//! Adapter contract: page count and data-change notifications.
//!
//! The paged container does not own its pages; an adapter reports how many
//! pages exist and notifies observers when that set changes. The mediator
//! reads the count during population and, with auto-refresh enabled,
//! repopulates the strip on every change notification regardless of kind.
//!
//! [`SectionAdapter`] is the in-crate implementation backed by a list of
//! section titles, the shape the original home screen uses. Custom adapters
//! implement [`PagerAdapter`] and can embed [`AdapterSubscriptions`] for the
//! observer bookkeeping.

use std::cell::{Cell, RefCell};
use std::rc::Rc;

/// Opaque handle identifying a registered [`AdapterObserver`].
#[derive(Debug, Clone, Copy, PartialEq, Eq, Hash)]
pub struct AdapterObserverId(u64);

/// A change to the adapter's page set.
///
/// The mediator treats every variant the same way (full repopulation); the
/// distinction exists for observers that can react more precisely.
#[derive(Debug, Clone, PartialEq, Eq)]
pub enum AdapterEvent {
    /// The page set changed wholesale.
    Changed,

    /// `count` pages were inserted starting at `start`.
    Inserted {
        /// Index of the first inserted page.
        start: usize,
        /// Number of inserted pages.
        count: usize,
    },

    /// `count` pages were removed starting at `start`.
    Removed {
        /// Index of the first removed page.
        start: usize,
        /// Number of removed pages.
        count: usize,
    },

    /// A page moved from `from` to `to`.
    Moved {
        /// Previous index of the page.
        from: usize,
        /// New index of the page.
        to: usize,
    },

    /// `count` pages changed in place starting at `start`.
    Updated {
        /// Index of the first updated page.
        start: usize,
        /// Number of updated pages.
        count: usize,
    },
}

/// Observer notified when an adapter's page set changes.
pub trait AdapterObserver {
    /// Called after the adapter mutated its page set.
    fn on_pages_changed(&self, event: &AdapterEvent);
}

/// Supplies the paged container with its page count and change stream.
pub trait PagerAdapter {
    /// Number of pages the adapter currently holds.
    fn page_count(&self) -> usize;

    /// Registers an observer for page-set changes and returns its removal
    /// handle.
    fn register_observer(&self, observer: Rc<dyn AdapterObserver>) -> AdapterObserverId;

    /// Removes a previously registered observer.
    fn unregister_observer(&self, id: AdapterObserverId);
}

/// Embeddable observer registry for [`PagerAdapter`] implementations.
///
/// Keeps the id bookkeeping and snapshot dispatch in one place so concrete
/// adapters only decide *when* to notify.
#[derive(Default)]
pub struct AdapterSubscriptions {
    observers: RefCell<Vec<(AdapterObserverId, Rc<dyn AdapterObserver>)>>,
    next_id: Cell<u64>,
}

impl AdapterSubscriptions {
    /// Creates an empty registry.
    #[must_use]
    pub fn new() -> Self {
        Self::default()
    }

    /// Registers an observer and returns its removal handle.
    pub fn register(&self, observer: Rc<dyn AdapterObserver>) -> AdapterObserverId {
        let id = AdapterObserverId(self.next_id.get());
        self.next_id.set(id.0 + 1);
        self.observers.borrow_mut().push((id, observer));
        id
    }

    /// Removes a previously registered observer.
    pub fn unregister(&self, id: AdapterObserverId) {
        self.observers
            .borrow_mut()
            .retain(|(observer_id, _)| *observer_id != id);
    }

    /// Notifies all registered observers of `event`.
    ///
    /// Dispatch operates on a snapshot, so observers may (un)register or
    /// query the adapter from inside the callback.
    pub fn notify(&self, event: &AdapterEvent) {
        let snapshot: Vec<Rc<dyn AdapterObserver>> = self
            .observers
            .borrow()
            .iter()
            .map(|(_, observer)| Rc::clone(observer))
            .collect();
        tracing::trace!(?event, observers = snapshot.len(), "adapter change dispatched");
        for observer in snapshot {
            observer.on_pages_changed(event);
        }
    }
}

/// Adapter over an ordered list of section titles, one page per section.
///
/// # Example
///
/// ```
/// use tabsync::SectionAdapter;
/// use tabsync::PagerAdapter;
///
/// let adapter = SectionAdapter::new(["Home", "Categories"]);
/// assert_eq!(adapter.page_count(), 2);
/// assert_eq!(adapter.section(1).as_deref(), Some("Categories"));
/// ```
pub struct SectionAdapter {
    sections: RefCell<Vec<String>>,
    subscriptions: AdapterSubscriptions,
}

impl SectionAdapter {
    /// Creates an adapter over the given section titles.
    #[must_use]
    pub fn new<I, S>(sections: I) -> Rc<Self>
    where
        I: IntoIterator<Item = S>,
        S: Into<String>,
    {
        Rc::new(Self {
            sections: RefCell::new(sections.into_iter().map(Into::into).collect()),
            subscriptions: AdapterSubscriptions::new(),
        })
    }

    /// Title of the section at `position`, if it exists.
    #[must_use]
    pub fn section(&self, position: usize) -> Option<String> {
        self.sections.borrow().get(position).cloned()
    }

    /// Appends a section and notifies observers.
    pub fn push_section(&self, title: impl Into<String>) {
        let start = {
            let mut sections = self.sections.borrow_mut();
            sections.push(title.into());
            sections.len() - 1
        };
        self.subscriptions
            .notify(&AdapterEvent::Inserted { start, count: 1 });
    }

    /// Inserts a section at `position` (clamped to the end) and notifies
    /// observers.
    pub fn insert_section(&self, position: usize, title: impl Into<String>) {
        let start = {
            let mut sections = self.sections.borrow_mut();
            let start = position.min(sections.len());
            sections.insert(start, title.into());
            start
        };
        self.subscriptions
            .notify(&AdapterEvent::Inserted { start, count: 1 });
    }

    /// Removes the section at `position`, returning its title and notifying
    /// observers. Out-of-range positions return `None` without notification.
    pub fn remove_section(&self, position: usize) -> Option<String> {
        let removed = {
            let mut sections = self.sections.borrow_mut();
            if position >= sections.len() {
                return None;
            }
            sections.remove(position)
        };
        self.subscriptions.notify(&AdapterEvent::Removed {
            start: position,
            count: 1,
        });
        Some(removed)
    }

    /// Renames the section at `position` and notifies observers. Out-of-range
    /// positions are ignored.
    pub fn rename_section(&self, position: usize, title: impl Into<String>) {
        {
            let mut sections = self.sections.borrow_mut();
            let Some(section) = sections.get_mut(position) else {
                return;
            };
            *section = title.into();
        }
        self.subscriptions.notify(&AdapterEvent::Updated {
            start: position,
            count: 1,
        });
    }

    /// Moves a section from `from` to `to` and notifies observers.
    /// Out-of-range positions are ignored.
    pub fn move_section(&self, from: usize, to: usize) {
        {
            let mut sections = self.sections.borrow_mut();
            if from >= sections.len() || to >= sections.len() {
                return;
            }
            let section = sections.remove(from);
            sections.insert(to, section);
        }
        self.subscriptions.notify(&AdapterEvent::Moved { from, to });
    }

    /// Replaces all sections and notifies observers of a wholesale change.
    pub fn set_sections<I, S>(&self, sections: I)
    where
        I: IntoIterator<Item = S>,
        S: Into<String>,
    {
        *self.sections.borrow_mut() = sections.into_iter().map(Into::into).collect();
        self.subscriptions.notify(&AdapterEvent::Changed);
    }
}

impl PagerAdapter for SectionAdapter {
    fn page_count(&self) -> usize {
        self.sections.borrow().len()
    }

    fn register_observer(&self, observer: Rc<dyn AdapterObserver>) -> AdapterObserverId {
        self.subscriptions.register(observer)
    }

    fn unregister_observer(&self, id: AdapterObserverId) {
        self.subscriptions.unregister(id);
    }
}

TASK BRIEF
Take every line from the records that holds "AdapterObserverId" and copy it down.

PROBLEM SOLUTION
pub struct AdapterObserverId(u64);
    fn register_observer(&self, observer: Rc<dyn AdapterObserver>) -> AdapterObserverId;
    fn unregister_observer(&self, id: AdapterObserverId);
    observers: RefCell<Vec<(AdapterObserverId, Rc<dyn AdapterObserver>)>>,
    pub fn register(&self, observer: Rc<dyn AdapterObserver>) -> AdapterObserverId {
        let id = AdapterObserverId(self.next_id.get());
    pub fn unregister(&self, id: AdapterObserverId) {
    fn register_observer(&self, observer: Rc<dyn AdapterObserver>) -> AdapterObserverId {
    fn unregister_observer(&self, id: AdapterObserverId) {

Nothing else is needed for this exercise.